## AIM OF THE EXERCISE
The entries below must be transcribed exactly. Leave nothing out.

## RECORD EXTRACTS
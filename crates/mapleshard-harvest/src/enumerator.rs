//! ID space enumeration
//!
//! Candidates come either from configured numeric ranges (a pure, restartable
//! expansion) or from the upstream listing endpoint, paged until exhausted.
//! Overlapping ranges are allowed and simply yield the same id twice; the
//! aggregator's keyed insert absorbs the duplicate.

use crate::families::fields;
use async_trait::async_trait;
use mapleshard_common::types::EntityId;
use mapleshard_common::{Error, Result};
use serde::{Deserialize, Serialize};
use serde_json::Value;
use tracing::debug;

/// Upper bound on listing pages, guards against an upstream that ignores paging
pub const MAX_LISTING_PAGES: usize = 10_000;

/// Inclusive range of candidate ids
#[derive(Debug, Clone, Copy, PartialEq, Eq, Serialize, Deserialize)]
pub struct IdRange {
    pub start: EntityId,
    pub end: EntityId,
}

impl IdRange {
    pub fn new(start: EntityId, end: EntityId) -> Self {
        Self { start, end }
    }

    pub fn len(&self) -> u64 {
        if self.is_empty() {
            0
        } else {
            u64::from(self.end - self.start) + 1
        }
    }

    pub fn is_empty(&self) -> bool {
        self.start > self.end
    }

    pub fn ids(&self) -> std::ops::RangeInclusive<EntityId> {
        self.start..=self.end
    }
}

impl std::fmt::Display for IdRange {
    fn fmt(&self, f: &mut std::fmt::Formatter<'_>) -> std::fmt::Result {
        write!(f, "{}-{}", self.start, self.end)
    }
}

/// Expand ranges into candidate ids, in declaration order
pub fn enumerate(ranges: &[IdRange]) -> impl Iterator<Item = EntityId> + '_ {
    ranges.iter().flat_map(IdRange::ids)
}

/// Number of candidates `enumerate` will yield, duplicates included
pub fn candidate_count(ranges: &[IdRange]) -> u64 {
    ranges.iter().map(IdRange::len).sum()
}

/// One page of the upstream listing endpoint
#[async_trait]
pub trait PageSource: Send + Sync {
    /// Fetch up to `count` raw objects starting at `start`.
    /// An absent listing is an empty page.
    async fn page(&self, start: usize, count: usize) -> Result<Vec<Value>>;
}

/// Page through the listing until a short or empty page comes back
pub async fn list_all<P>(source: &P, page_size: usize) -> Result<Vec<Value>>
where
    P: PageSource + ?Sized,
{
    if page_size == 0 {
        return Err(Error::config("Listing page size must be greater than 0"));
    }

    let mut objects = Vec::new();
    for page_number in 0..MAX_LISTING_PAGES {
        let start = page_number * page_size;
        let page = source.page(start, page_size).await?;
        let received = page.len();
        debug!(start, received, "Listing page received");

        objects.extend(page);
        if received < page_size {
            return Ok(objects);
        }
    }

    Err(Error::upstream(format!(
        "Listing did not terminate after {} pages of {}",
        MAX_LISTING_PAGES, page_size
    )))
}

/// Listed objects that carry a usable id, paired with it
pub fn with_ids(objects: Vec<Value>) -> Vec<(EntityId, Value)> {
    objects
        .into_iter()
        .filter_map(|obj| {
            let id = fields::lookup(&obj, &["id"]).and_then(fields::entity_id)?;
            Some((id, obj))
        })
        .collect()
}

#[cfg(test)]
#[allow(clippy::unwrap_used, clippy::expect_used)]
mod tests {
    use super::*;
    use serde_json::json;
    use std::sync::Mutex;

    #[test]
    fn test_enumerate_ranges_in_order() {
        let ranges = [IdRange::new(5, 7), IdRange::new(1, 2)];
        let ids: Vec<_> = enumerate(&ranges).collect();
        assert_eq!(ids, vec![5, 6, 7, 1, 2]);
        assert_eq!(candidate_count(&ranges), 5);
    }

    #[test]
    fn test_enumerate_is_restartable() {
        let ranges = [IdRange::new(10, 12)];
        let first: Vec<_> = enumerate(&ranges).collect();
        let second: Vec<_> = enumerate(&ranges).collect();
        assert_eq!(first, second);
    }

    #[test]
    fn test_overlapping_ranges_yield_duplicates() {
        let ranges = [IdRange::new(1, 3), IdRange::new(3, 4)];
        let ids: Vec<_> = enumerate(&ranges).collect();
        assert_eq!(ids, vec![1, 2, 3, 3, 4]);
    }

    #[test]
    fn test_inverted_range_is_empty() {
        let range = IdRange::new(9, 3);
        assert!(range.is_empty());
        assert_eq!(range.len(), 0);
        assert_eq!(enumerate(&[range]).count(), 0);
    }

    struct FakeListing {
        total: usize,
        requests: Mutex<Vec<(usize, usize)>>,
    }

    #[async_trait]
    impl PageSource for FakeListing {
        async fn page(&self, start: usize, count: usize) -> Result<Vec<Value>> {
            self.requests.lock().unwrap().push((start, count));
            let end = (start + count).min(self.total);
            Ok((start..end).map(|i| json!({ "id": i + 1 })).collect())
        }
    }

    #[tokio::test]
    async fn test_list_all_pages_until_short_page() {
        let source = FakeListing {
            total: 5,
            requests: Mutex::new(Vec::new()),
        };

        let objects = list_all(&source, 2).await.unwrap();

        assert_eq!(objects.len(), 5);
        assert_eq!(*source.requests.lock().unwrap(), vec![(0, 2), (2, 2), (4, 2)]);
    }

    #[tokio::test]
    async fn test_list_all_exact_multiple_ends_on_empty_page() {
        let source = FakeListing {
            total: 4,
            requests: Mutex::new(Vec::new()),
        };

        let objects = list_all(&source, 2).await.unwrap();

        assert_eq!(objects.len(), 4);
        assert_eq!(source.requests.lock().unwrap().len(), 3);
    }

    #[test]
    fn test_with_ids_drops_unusable_rows() {
        let rows = vec![json!({ "id": 100100 }), json!({ "name": "x" }), json!({ "id": 0 }), json!({ "id": "200" })];
        let ids: Vec<_> = with_ids(rows).into_iter().map(|(id, _)| id).collect();
        assert_eq!(ids, vec![100100, 200]);
    }
}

## FINAL ANSWER
filename crates/mapleshard-harvest/src/enumerator.rs
//! ID space enumeration
//!
//! Candidates come either from configured numeric ranges (a pure, restartable
//! expansion) or from the upstream listing endpoint, paged until exhausted.
//! Overlapping ranges are allowed and simply yield the same id twice; the
//! aggregator's keyed insert absorbs the duplicate.

use crate::families::fields;
use async_trait::async_trait;
use mapleshard_common::types::EntityId;
use mapleshard_common::{Error, Result};
use serde::{Deserialize, Serialize};
use serde_json::Value;
use tracing::debug;

/// Upper bound on listing pages, guards against an upstream that ignores paging
pub const MAX_LISTING_PAGES: usize = 10_000;

/// Inclusive range of candidate ids
#[derive(Debug, Clone, Copy, PartialEq, Eq, Serialize, Deserialize)]
pub struct IdRange {
    pub start: EntityId,
    pub end: EntityId,
}

impl IdRange {
    pub fn new(start: EntityId, end: EntityId) -> Self {
        Self { start, end }
    }

    pub fn len(&self) -> u64 {
        if self.is_empty() {
            0
        } else {
            u64::from(self.end - self.start) + 1
        }
    }

    pub fn is_empty(&self) -> bool {
        self.start > self.end
    }

    pub fn ids(&self) -> std::ops::RangeInclusive<EntityId> {
        self.start..=self.end
    }
}

impl std::fmt::Display for IdRange {
    fn fmt(&self, f: &mut std::fmt::Formatter<'_>) -> std::fmt::Result {
        write!(f, "{}-{}", self.start, self.end)
    }
}

/// Expand ranges into candidate ids, in declaration order
pub fn enumerate(ranges: &[IdRange]) -> impl Iterator<Item = EntityId> + '_ {
    ranges.iter().flat_map(IdRange::ids)
}

/// Number of candidates `enumerate` will yield, duplicates included
pub fn candidate_count(ranges: &[IdRange]) -> u64 {
    ranges.iter().map(IdRange::len).sum()
}

/// One page of the upstream listing endpoint
#[async_trait]
pub trait PageSource: Send + Sync {
    /// Fetch up to `count` raw objects starting at `start`.
    /// An absent listing is an empty page.
    async fn page(&self, start: usize, count: usize) -> Result<Vec<Value>>;
}

/// Page through the listing until a short or empty page comes back
pub async fn list_all<P>(source: &P, page_size: usize) -> Result<Vec<Value>>
where
    P: PageSource + ?Sized,
{
    if page_size == 0 {
        return Err(Error::config("Listing page size must be greater than 0"));
    }

    let mut objects = Vec::new();
    for page_number in 0..MAX_LISTING_PAGES {
        let start = page_number * page_size;
        let page = source.page(start, page_size).await?;
        let received = page.len();
        debug!(start, received, "Listing page received");

        objects.extend(page);
        if received < page_size {
            return Ok(objects);
        }
    }

    Err(Error::upstream(format!(
        "Listing did not terminate after {} pages of {}",
        MAX_LISTING_PAGES, page_size
    )))
}

/// Listed objects that carry a usable id, paired with it
pub fn with_ids(objects: Vec<Value>) -> Vec<(EntityId, Value)> {
    objects
        .into_iter()
        .filter_map(|obj| {
            let id = fields::lookup(&obj, &["id"]).and_then(fields::entity_id)?;
            Some((id, obj))
        })
        .collect()
}

#[cfg(test)]
#[allow(clippy::unwrap_used, clippy::expect_used)]
mod tests {
    use super::*;
    use serde_json::json;
    use std::sync::Mutex;

    #[test]
    fn test_enumerate_ranges_in_order() {
        let ranges = [IdRange::new(5, 7), IdRange::new(1, 2)];
        let ids: Vec<_> = enumerate(&ranges).collect();
        assert_eq!(ids, vec![5, 6, 7, 1, 2]);
        assert_eq!(candidate_count(&ranges), 5);
    }

    #[test]
    fn test_enumerate_is_restartable() {
        let ranges = [IdRange::new(10, 12)];
        let first: Vec<_> = enumerate(&ranges).collect();
        let second: Vec<_> = enumerate(&ranges).collect();
        assert_eq!(first, second);
    }

    #[test]
    fn test_overlapping_ranges_yield_duplicates() {
        let ranges = [IdRange::new(1, 3), IdRange::new(3, 4)];
        let ids: Vec<_> = enumerate(&ranges).collect();
        assert_eq!(ids, vec![1, 2, 3, 3, 4]);
    }

    #[test]
    fn test_inverted_range_is_empty() {
        let range = IdRange::new(9, 3);
        assert!(range.is_empty());
        assert_eq!(range.len(), 0);
        assert_eq!(enumerate(&[range]).count(), 0);
    }

    struct FakeListing {
        total: usize,
        requests: Mutex<Vec<(usize, usize)>>,
    }

    #[async_trait]
    impl PageSource for FakeListing {
        async fn page(&self, start: usize, count: usize) -> Result<Vec<Value>> {
            self.requests.lock().unwrap().push((start, count));
            let end = (start + count).min(self.total);
            Ok((start..end).map(|i| json!({ "id": i + 1 })).collect())
        }
    }

    #[tokio::test]
    async fn test_list_all_pages_until_short_page() {
        let source = FakeListing {
            total: 5,
            requests: Mutex::new(Vec::new()),
        };

        let objects = list_all(&source, 2).await.unwrap();

        assert_eq!(objects.len(), 5);
        assert_eq!(*source.requests.lock().unwrap(), vec![(0, 2), (2, 2), (4, 2)]);
    }

    #[tokio::test]
    async fn test_list_all_exact_multiple_ends_on_empty_page() {
        let source = FakeListing {
            total: 4,
            requests: Mutex::new(Vec::new()),
        };

        let objects = list_all(&source, 2).await.unwrap();

        assert_eq!(objects.len(), 4);
        assert_eq!(source.requests.lock().unwrap().len(), 3);
    }

    #[test]
    fn test_with_ids_drops_unusable_rows() {
        let rows = vec![json!({ "id": 100100 }), json!({ "name": "x" }), json!({ "id": 0 }), json!({ "id": "200" })];
        let ids: Vec<_> = with_ids(rows).into_iter().map(|(id, _)| id).collect();
        assert_eq!(ids, vec![100100, 200]);
    }
}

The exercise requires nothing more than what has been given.